But he did have something, did Cyril. There is something about becoming a mother that is all-encompassing, and threatening.

It is not so much a risk to creativity itself, in my view. I have never felt as creative as since I have had my children, and they most definitely foster and inform my creativity. Being a parent has also allowed me to experience a range of emotion that I would have not had access to without that experience. I actually think that having children has concentrated my mind and forced me to discipline myself and my creative priorities, instead of drifting about, waiting for the muse to alight on my shoulder.

Becoming a mother more a threat to productivity and output; both from a practical time perspective, and to the head space, to the mental energy that is needed to produce a piece of creative work. The problem with being a mother is that it is eternal, twenty four hours a day and forever. And, here's the kicker, being the archetype that it is, it nearly always takes precedence over every other role that a woman can assume. So there is no doubt that the mother and the writer (or artist/musician etc) will be constantly warring for supremacy. So how did those famous writing mothers (and fathers) do it, and how do we do it now? How do we do the right thing by our children, and the right thing by ourselves as writers and creative people?

There is no doubt, in my view, that what children need is to be with their parents or at the very least a one-to-on carer such as a nanny or grandparent during the first two years of their lives. Research into child develpoment is pretty conclusive on this subject. So how do you as a mother and a writer square that circle? I'm not sure if you can. Most women's CVs have a kind of hiatus that coincides with the birth of children. In some ways you have to resign yourself to it. If you want children, that is the sacrifice you have to make. There is something about especially the first year of any baby's life, when writing becomes some strange far-off thing, somewhere way down on the list of priorities, of which the number one is sleep! Some writers, such as Michele Roberts, are not prepared to make that sacrifice and take a deliberate decision not to have children. Some days I wish I'd joined them, especially on reading 'This Be the Verse', by Philip Larkin, and 'They F**k You Up', by psychologist Oliver James.

However, it is also true that children are happiest when their family life and parents are happy too. This means that there is no point in sacrificing yourself on the altar of your children's needs. All you will end up with is bitterness and resentment. When you emerge from the baby stage of your children's life, it does get a little easier. Then it becomes more of a practical challenge of working out how to manage the enormous amount of work involved in looking after children, how to manage your working life (if you are back in the workplace) and still carve out time for your creative work! It ain't easy, that's for sure. Throwing money at the problem does help, as does letting go of guilt (ha!) and many writers are grateful for the help of legions of child-minders, after-school clubs, cleaners, housekeepers (oh, I wish!!). That's not to mention all those wonderful partners/husbands and grandparents who take on their fair share of the work.

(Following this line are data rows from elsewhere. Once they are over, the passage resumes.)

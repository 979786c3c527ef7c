//! Set-based effectiveness metrics against relevance judgments.

use std::sync::Arc;

use ahash::{AHashMap, AHashSet};
use serde::{Deserialize, Serialize};

use crate::error::Result;
use crate::query::Query;
use crate::retrieval::{ResultSet, Retriever};

/// Topic id used for the single topic of an interactive session.
pub const SESSION_TOPIC: &str = "0";

/// Graded relevance judgments for one topic.
#[derive(Debug, Clone, Default, PartialEq)]
pub struct JudgmentSet {
    pub topic: String,
    grades: AHashMap<String, u32>,
    /// Grades above this value are relevant.
    pub threshold: u32,
}

impl JudgmentSet {
    pub fn new<S: Into<String>>(topic: S) -> Self {
        JudgmentSet {
            topic: topic.into(),
            grades: AHashMap::new(),
            threshold: 0,
        }
    }

    /// Judgments marking each of `ids` relevant with grade 1.
    pub fn from_relevant<I, S>(ids: I) -> Self
    where
        I: IntoIterator<Item = S>,
        S: Into<String>,
    {
        let mut judgments = JudgmentSet::new(SESSION_TOPIC);
        for id in ids {
            judgments.judge(id, 1);
        }
        judgments
    }

    pub fn judge<S: Into<String>>(&mut self, doc_id: S, grade: u32) {
        self.grades.insert(doc_id.into(), grade);
    }

    pub fn grade(&self, doc_id: &str) -> Option<u32> {
        self.grades.get(doc_id).copied()
    }

    pub fn is_relevant(&self, doc_id: &str) -> bool {
        self.grade(doc_id).is_some_and(|g| g > self.threshold)
    }

    pub fn relevant_count(&self) -> usize {
        self.grades.values().filter(|&&g| g > self.threshold).count()
    }

    /// Every judged document, relevant or not, sorted.
    pub fn judged_ids(&self) -> Vec<&str> {
        let mut ids: Vec<&str> = self.grades.keys().map(String::as_str).collect();
        ids.sort_unstable();
        ids
    }

    pub fn is_empty(&self) -> bool {
        self.grades.is_empty()
    }
}

/// Effectiveness of one result set.
#[derive(Debug, Clone, Copy, Default, PartialEq, Serialize, Deserialize)]
pub struct MetricReport {
    pub precision: f64,
    pub recall: f64,
    pub f1: f64,
    pub num_ret: usize,
}

/// Precision, recall and F1 of `results`. Repeated document ids count once.
pub fn score(results: &ResultSet, judgments: &JudgmentSet) -> MetricReport {
    let retrieved: AHashSet<&str> = results.doc_ids().collect();
    let num_ret = retrieved.len();
    let hits = retrieved
        .iter()
        .filter(|id| judgments.is_relevant(id))
        .count();
    let relevant = judgments.relevant_count();

    let precision = if num_ret == 0 {
        0.0
    } else {
        hits as f64 / num_ret as f64
    };
    let recall = if relevant == 0 {
        0.0
    } else {
        hits as f64 / relevant as f64
    };
    let f1 = if precision + recall == 0.0 {
        0.0
    } else {
        2.0 * precision * recall / (precision + recall)
    };

    MetricReport {
        precision,
        recall,
        f1,
        num_ret,
    }
}

/// Retrieves and scores queries for one session.
#[derive(Debug, Clone)]
pub struct Evaluator {
    retriever: Arc<Retriever>,
    judgments: Arc<JudgmentSet>,
}

impl Evaluator {
    pub fn new(retriever: Arc<Retriever>, judgments: Arc<JudgmentSet>) -> Self {
        Evaluator {
            retriever,
            judgments,
        }
    }

    pub fn retriever(&self) -> &Arc<Retriever> {
        &self.retriever
    }

    pub fn judgments(&self) -> &JudgmentSet {
        &self.judgments
    }

    pub fn evaluate(&self, query: &Query) -> Result<MetricReport> {
        let results = self.retriever.retrieve(query)?;
        Ok(score(&results, &self.judgments))
    }
}

#[cfg(test)]
mod tests {
    use super::*;

    fn approx(a: f64, b: f64) -> bool {
        (a - b).abs() < 1e-9
    }

    #[test]
    fn test_score() {
        let judgments = JudgmentSet::from_relevant(["d1", "d2", "d3", "d4"]);
        let results = ResultSet::from_ids(["d1", "d2", "x1", "x2", "x3"]);
        let report = score(&results, &judgments);
        assert!(approx(report.precision, 0.4));
        assert!(approx(report.recall, 0.5));
        assert!(approx(report.f1, 2.0 * 0.4 * 0.5 / 0.9));
        assert_eq!(report.num_ret, 5);
    }

    #[test]
    fn test_empty_results() {
        let judgments = JudgmentSet::from_relevant(["d1"]);
        let report = score(&ResultSet::default(), &judgments);
        assert_eq!(report, MetricReport::default());
    }

    #[test]
    fn test_no_relevant_documents() {
        let report = score(&ResultSet::from_ids(["d1"]), &JudgmentSet::new("t"));
        assert_eq!(report.precision, 0.0);
        assert_eq!(report.recall, 0.0);
        assert_eq!(report.f1, 0.0);
        assert_eq!(report.num_ret, 1);
    }

    #[test]
    fn test_duplicates_count_once() {
        let judgments = JudgmentSet::from_relevant(["d1"]);
        let report = score(&ResultSet::from_ids(["d1", "d1", "d2"]), &judgments);
        assert_eq!(report.num_ret, 2);
        assert!(approx(report.precision, 0.5));
        assert!(approx(report.recall, 1.0));
    }

    #[test]
    fn test_metrics_are_bounded() {
        let judgments = JudgmentSet::from_relevant(["a", "b", "c"]);
        let cases = [
            vec![],
            vec!["a"],
            vec!["z"],
            vec!["a", "b", "c"],
            vec!["a", "z", "y", "b"],
        ];
        for ids in cases {
            let report = score(&ResultSet::from_ids(ids), &judgments);
            for value in [report.precision, report.recall, report.f1] {
                assert!((0.0..=1.0).contains(&value));
            }
            if report.precision + report.recall > 0.0 {
                let expected = 2.0 * report.precision * report.recall
                    / (report.precision + report.recall);
                assert!(approx(report.f1, expected));
            } else {
                assert_eq!(report.f1, 0.0);
            }
        }
    }

    #[test]
    fn test_grade_threshold() {
        let mut judgments = JudgmentSet::new("t");
        judgments.judge("d1", 0);
        judgments.judge("d2", 2);
        assert!(!judgments.is_relevant("d1"));
        assert!(judgments.is_relevant("d2"));
        assert!(!judgments.is_relevant("d3"));
        assert_eq!(judgments.relevant_count(), 1);
        assert_eq!(judgments.judged_ids(), vec!["d1", "d2"]);
    }
}
//! Поток и durable pull-консьюмер очереди удаления.

use crate::config::Config;
use async_nats::jetstream::{self, consumer, stream};
use std::time::Duration;

const STREAM_MAX_BYTES: i64 = 300 * 1024 * 1024;
const STREAM_MAX_MESSAGE_SIZE: i32 = 10 * 1024 * 1024;
const RECONNECT_DELAY: Duration = Duration::from_secs(2);

pub async fn connect_nats(
    servers: &[String],
) -> Result<(async_nats::Client, jetstream::Context), anyhow::Error> {
    let client = async_nats::ConnectOptions::new()
        .name("keypurge")
        .retry_on_initial_connect()
        .reconnect_delay_callback(|_attempts| RECONNECT_DELAY)
        .connect(servers)
        .await
        .map_err(|e| anyhow::anyhow!("Не удалось подключиться к NATS {:?}: {}", servers, e))?;
    let js = jetstream::new(client.clone());
    Ok((client, js))
}

#[derive(Debug, Clone)]
pub struct QueueTopology {
    pub stream: String,
    pub subject: String,
    pub durable_name: String,
    pub ack_wait: Duration,
    pub max_deliver: i64,
}

impl QueueTopology {
    pub fn from_config(config: &Config) -> Self {
        Self {
            stream: config.remove_stream.clone(),
            subject: config.remove_subject.clone(),
            durable_name: config.remove_durable_name.clone(),
            ack_wait: config.ack_wait(),
            max_deliver: config.max_deliver,
        }
    }

    pub fn stream_config(&self) -> stream::Config {
        stream::Config {
            name: self.stream.clone(),
            subjects: vec![self.subject.clone()],
            retention: stream::RetentionPolicy::Limits,
            storage: stream::StorageType::File,
            max_bytes: STREAM_MAX_BYTES,
            max_message_size: STREAM_MAX_MESSAGE_SIZE,
            allow_direct: true,
            ..Default::default()
        }
    }

    pub fn consumer_config(&self) -> consumer::pull::Config {
        consumer::pull::Config {
            durable_name: Some(self.durable_name.clone()),
            filter_subject: self.subject.clone(),
            ack_policy: consumer::AckPolicy::Explicit,
            ack_wait: self.ack_wait,
            max_deliver: self.max_deliver,
            ..Default::default()
        }
    }

    /// Создаёт поток и консьюмер, если их ещё нет.
    pub async fn ensure(&self, js: &jetstream::Context) -> Result<consumer::PullConsumer, anyhow::Error> {
        let stream = js
            .get_or_create_stream(self.stream_config())
            .await
            .map_err(|e| anyhow::anyhow!("Поток {}: {}", self.stream, e))?;
        let consumer = stream
            .get_or_create_consumer(&self.durable_name, self.consumer_config())
            .await
            .map_err(|e| anyhow::anyhow!("Консьюмер {}: {}", self.durable_name, e))?;
        tracing::info!(
            stream = %self.stream,
            subject = %self.subject,
            durable = %self.durable_name,
            ack_wait_secs = self.ack_wait.as_secs(),
            max_deliver = self.max_deliver,
            "Removal queue topology ready"
        );
        Ok(consumer)
    }
}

That's a lot of effort and organisation - as sure as eggs are eggs, you'll be the one with the overview of which child is where when, and what they need to have with them, what they need to have for breakfast, lunch and tea, and every other little detail. This can just fill your head up with admin. It's not so much organising it all, it's the thinking about organising it all that gets you....

The bottom line is that if you want to succeed as a writer-mother, you have to have written through your core, like a stick of Blackpool rock - Writing is important and I am determined to find a way. You have to stop wasting time. You can be as productive as your single male counterparts. Just think how much time they waste 'playing the writer' in Starbucks, posing with their Moleskine notebooks/laptop!!

And you have to stop using motherhood as an excuse not to write. You have to look inside your heart and really think about what is stopping you. If it is practicalities, you will always find a way. If it is something else....then you have to face up to those demons.

So. You need the organsational efficiency of a major general, the stamina of an downhill skier (sorry, been watching the Winter Olympics!) , Margaret Thatcher's need for sleep and the focused mind of a zen buddhist. Not much then, but as Confucius said,
'The greatest glory is not in never falling, but in rising every time we fall.'

And there is time. When you're in the grip of life with young children, it is easy to feel like your own life is slipping away. But that stage, like all others, doesn't last. There is, and will be, time for writing.

Good luck and don't give up.

Wednesday, 17 February 2010

Half Term

This week the kids are around as it's half term. This, although great fun, tends to reduce the writing to furtive scribbling in any spare moment or two. The other day, Dear Daughter came into my room, saw me with my notebook, promptly turned around and went out again. I heard her saying to her brother, 'There's no point, she's doing that writing again.' Of course, I then felt guilty, so I have resolved to try and give them a bit of attention this week, rather than have them jostling at my elbow, as they're doing as I write this on the laptop at my parent's-in-law! Today we had a lovely walk at Wyming Brook in Sheffield. The walk runs along a valley with a babbling brook in the bottom that tumbles over huge mossy rocks, with pine trees and beech trees growing on the surrounds. It is really very beautiful.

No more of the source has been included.